As we work towards dismantling these systems, I would strongly recommend that outside judicial oversight be essential. The only example I know of a section 29 release happened as a result of a recommendation made by a judge. Psychiatrists, psychologists who work inside prisons — not being one, I certainly can’t speak to how they feel. I can’t but imagine that they have an internal professional conflict that they’re dealing with on a regular basis, an employer and a patient, who are often at odds. How you deal with that situation I can’t but imagine is a complicated one.

I certainly haven’t seen any section 29 recommendations come from within the prison walls. Any that I have seen have come from outside. So in terms of accountability, I think it has to be outside of CSC.

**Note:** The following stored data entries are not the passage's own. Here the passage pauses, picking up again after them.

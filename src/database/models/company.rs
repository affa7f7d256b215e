use serde::{Deserialize, Serialize};
use sqlx::{FromRow, PgPool};

use super::{check_handle, check_payload, is_absolute_url, FieldKind, Job, UpdatableField};
use crate::database::manager::DatabaseError;
use crate::database::partial_update::{sql_for_partial_update, FieldAliases, UpdatePayload};
use crate::database::query_builder::{bind_param_query_as, like_pattern, WhereBuilder};
use crate::error::ApiError;

const COMPANY_COLUMNS: &str = "handle, name, description, num_employees, logo_url";

#[derive(Debug, Clone, PartialEq, Eq, Serialize, Deserialize, FromRow)]
#[serde(rename_all = "camelCase")]
pub struct Company {
    pub handle: String,
    pub name: String,
    pub description: String,
    pub num_employees: Option<i32>,
    pub logo_url: Option<String>,
}

/// A company together with the jobs it has posted
#[derive(Debug, Clone, PartialEq, Serialize)]
pub struct CompanyDetail {
    #[serde(flatten)]
    pub company: Company,
    pub jobs: Vec<Job>,
}

#[derive(Debug, Clone, Deserialize)]
#[serde(rename_all = "camelCase", deny_unknown_fields)]
pub struct NewCompany {
    pub handle: String,
    pub name: String,
    pub description: String,
    pub num_employees: Option<i32>,
    pub logo_url: Option<String>,
}

impl NewCompany {
    fn validate(&self) -> Result<(), ApiError> {
        check_handle("handle", &self.handle)?;
        if self.name.trim().is_empty() {
            return Err(ApiError::bad_request("name is required"));
        }
        if self.num_employees.is_some_and(|n| n < 0) {
            return Err(ApiError::bad_request("numEmployees must be a non-negative integer"));
        }
        if let Some(logo_url) = &self.logo_url {
            if !is_absolute_url(logo_url) {
                return Err(ApiError::bad_request("logoUrl must be an absolute URL"));
            }
        }
        Ok(())
    }
}

/// Query-string filters for listing companies
#[derive(Debug, Clone, Default, Deserialize)]
#[serde(rename_all = "camelCase", deny_unknown_fields)]
pub struct CompanyFilter {
    pub name_like: Option<String>,
    pub min_employees: Option<i32>,
    pub max_employees: Option<i32>,
}

impl CompanyFilter {
    pub fn to_where(&self) -> Result<WhereBuilder, ApiError> {
        if let (Some(min), Some(max)) = (self.min_employees, self.max_employees) {
            if min > max {
                return Err(ApiError::bad_request(
                    "minEmployees cannot be greater than maxEmployees",
                ));
            }
        }

        let mut w = WhereBuilder::new();
        if let Some(name) = self.name_like.as_deref().filter(|n| !n.is_empty()) {
            w.push("name ILIKE {}", like_pattern(name));
        }
        if let Some(min) = self.min_employees {
            w.push("num_employees >= {}", min);
        }
        if let Some(max) = self.max_employees {
            w.push("num_employees <= {}", max);
        }
        Ok(w)
    }
}

impl Company {
    pub const JS_TO_SQL: &'static FieldAliases = &[
        ("numEmployees", "num_employees"),
        ("logoUrl", "logo_url"),
    ];

    pub const UPDATABLE: &'static [UpdatableField] = &[
        UpdatableField::required("name", FieldKind::Text),
        UpdatableField::required("description", FieldKind::Text),
        UpdatableField::nullable("numEmployees", FieldKind::NonNegativeInteger),
        UpdatableField::nullable("logoUrl", FieldKind::Url),
    ];

    /// Insert a company. An existing handle or name is a `Conflict`.
    pub async fn create(pool: &PgPool, data: NewCompany) -> Result<Company, ApiError> {
        data.validate()?;

        let duplicate: Option<(String,)> =
            sqlx::query_as("SELECT handle FROM companies WHERE handle = $1")
                .bind(&data.handle)
                .fetch_optional(pool)
                .await?;

        if duplicate.is_some() {
            return Err(ApiError::conflict(format!("Duplicate company: {}", data.handle)));
        }

        let sql = format!(
            "INSERT INTO companies (handle, name, description, num_employees, logo_url)
             VALUES ($1, $2, $3, $4, $5)
             RETURNING {}",
            COMPANY_COLUMNS
        );
        let company = sqlx::query_as::<_, Company>(&sql)
            .bind(&data.handle)
            .bind(&data.name)
            .bind(&data.description)
            .bind(data.num_employees)
            .bind(&data.logo_url)
            .fetch_one(pool)
            .await
            .map_err(|e| {
                DatabaseError::classify(e, || format!("Duplicate company: {}", data.name))
            })?;

        tracing::info!("Created company {}", company.handle);
        Ok(company)
    }

    /// All companies matching `filter`, ordered by name
    pub async fn find_all(pool: &PgPool, filter: &CompanyFilter) -> Result<Vec<Company>, ApiError> {
        let (where_sql, params) = filter.to_where()?.into_parts();
        let sql = format!(
            "SELECT {} FROM companies {} ORDER BY name",
            COMPANY_COLUMNS, where_sql
        );

        let mut q = sqlx::query_as::<_, Company>(&sql);
        for p in params.iter() {
            q = bind_param_query_as(q, p);
        }
        Ok(q.fetch_all(pool).await?)
    }

    /// A company and its jobs
    pub async fn get(pool: &PgPool, handle: &str) -> Result<CompanyDetail, ApiError> {
        let sql = format!("SELECT {} FROM companies WHERE handle = $1", COMPANY_COLUMNS);
        let company = sqlx::query_as::<_, Company>(&sql)
            .bind(handle)
            .fetch_optional(pool)
            .await?
            .ok_or_else(|| ApiError::not_found(format!("No company: {}", handle)))?;

        let jobs = Job::for_company(pool, handle).await?;
        Ok(CompanyDetail { company, jobs })
    }

    /// Partial update of `name`, `description`, `numEmployees` and `logoUrl`
    pub async fn update(
        pool: &PgPool,
        handle: &str,
        data: UpdatePayload,
    ) -> Result<Company, ApiError> {
        check_payload(&data, Self::UPDATABLE)?;
        let new_name = data.get("name").and_then(|v| v.as_str()).map(str::to_string);
        let clause = sql_for_partial_update(data, Self::JS_TO_SQL)?;

        let sql = format!(
            "UPDATE companies
             SET {}
             WHERE handle = {}
             RETURNING {}",
            clause.set_cols(),
            clause.next_placeholder(),
            COMPANY_COLUMNS
        );

        let mut q = sqlx::query_as::<_, Company>(&sql);
        for v in clause.values.iter() {
            q = bind_param_query_as(q, v);
        }
        let company = q
            .bind(handle)
            .fetch_optional(pool)
            .await
            .map_err(|e| {
                DatabaseError::classify(e, || {
                    format!("Duplicate company: {}", new_name.as_deref().unwrap_or(handle))
                })
            })?
            .ok_or_else(|| ApiError::not_found(format!("No company: {}", handle)))?;

        tracing::info!("Updated company {}", handle);
        Ok(company)
    }

    /// Delete a company; its jobs go with it
    pub async fn remove(pool: &PgPool, handle: &str) -> Result<(), ApiError> {
        let deleted: Option<(String,)> =
            sqlx::query_as("DELETE FROM companies WHERE handle = $1 RETURNING handle")
                .bind(handle)
                .fetch_optional(pool)
                .await?;

        match deleted {
            Some(_) => {
                tracing::info!("Removed company {}", handle);
                Ok(())
            }
            None => Err(ApiError::not_found(format!("No company: {}", handle))),
        }
    }
}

The Deputy Chair: Thank you to all the witnesses.

The next portion of our meeting is a town hall. I think just one person has signed up, so if anybody in the audience would like to be part of the town hall, please sign up. It’s very easy. It’s just people talking to each other. I know that if you don’t have experience doing this kind of stuff, it can look intimidating, but believe me, it’s not. We will be very kind to you.

Without further ado, I turn to Mr. Peterson.

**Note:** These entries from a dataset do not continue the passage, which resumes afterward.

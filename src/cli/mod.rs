use anyhow::Context;
use clap::{Parser, Subcommand};

use crate::auth::{AuthClaims, TokenKeys};
use crate::config::AppConfig;
use crate::database::DatabaseManager;
use crate::{app, AppState};

#[derive(Parser, Debug)]
#[command(name = "jobly-api")]
#[command(about = "Jobly API - companies and job postings over REST")]
#[command(version)]
pub struct Cli {
    #[command(subcommand)]
    pub command: Option<Commands>,
}

#[derive(Subcommand, Debug)]
pub enum Commands {
    #[command(about = "Run the HTTP server (default)")]
    Serve {
        #[arg(long, help = "Port to listen on (overrides PORT / JOBLY_API_PORT)")]
        port: Option<u16>,

        #[arg(long, help = "Apply database migrations before serving")]
        migrate: bool,
    },

    #[command(about = "Apply database migrations and exit")]
    Migrate,

    #[command(about = "Mint a signed token for a user with the configured secret")]
    Token {
        #[arg(help = "Username to put in the token")]
        username: String,

        #[arg(long, help = "Mark the token as an admin token")]
        admin: bool,
    },
}

pub async fn run(cli: Cli, config: AppConfig) -> anyhow::Result<()> {
    config.validate()?;

    match cli.command.unwrap_or(Commands::Serve { port: None, migrate: false }) {
        Commands::Serve { port, migrate } => serve(config, port, migrate).await,
        Commands::Migrate => {
            let pool = DatabaseManager::connect(&config.database).await?;
            DatabaseManager::migrate(&pool).await?;
            Ok(())
        }
        Commands::Token { username, admin } => {
            let keys = TokenKeys::from_secret(&config.security.jwt_secret)?;
            let claims = AuthClaims::new(username, admin, config.security.jwt_expiry_hours);
            println!("{}", keys.generate(&claims)?);
            Ok(())
        }
    }
}

async fn serve(config: AppConfig, port: Option<u16>, migrate: bool) -> anyhow::Result<()> {
    let pool = DatabaseManager::connect(&config.database)
        .await
        .context("failed to connect to database")?;

    if migrate || config.database.run_migrations {
        DatabaseManager::migrate(&pool).await?;
    }

    let state = AppState::new(pool, &config)?;
    let router = app(state, &config);

    let bind_addr = format!("0.0.0.0:{}", port.unwrap_or(config.api.port));
    let listener = tokio::net::TcpListener::bind(&bind_addr)
        .await
        .with_context(|| format!("failed to bind {}", bind_addr))?;

    tracing::info!("Jobly API listening on http://{} ({:?})", bind_addr, config.environment);

    axum::serve(listener, router)
        .with_graceful_shutdown(shutdown_signal())
        .await?;
    Ok(())
}

async fn shutdown_signal() {
    if let Err(e) = tokio::signal::ctrl_c().await {
        tracing::error!("Failed to listen for shutdown signal: {}", e);
    }
    tracing::info!("Shutting down");
}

Kenneth Peterson, as an individual: Thank you very much, senator.

My name is Ken Peterson and I have been around corrections for about 40 years. I’d say 40 years of experience, but some people say I have had one year’s experience 40 times over.

I started as a teacher at B.C. Penitentiary and was later an assistant warden there, deputy warden, and acting warden for several years; and then to Kent Institution as a deputy warden and acting warden; and Mission Institution as a warden. I retired in the year 2000. For the past 10 years, I have been on the senate at Kwìkwèxwelhp. You were there yesterday.

I have a question for the honourable senators. What did you see that was different yesterday? Perhaps I can answer it for you. You sat among the residents in the longhouse. It is very difficult to differentiate the officers from the residents whilst you were there, I would think, unless you were introduced specifically to the officers and you knew who was who.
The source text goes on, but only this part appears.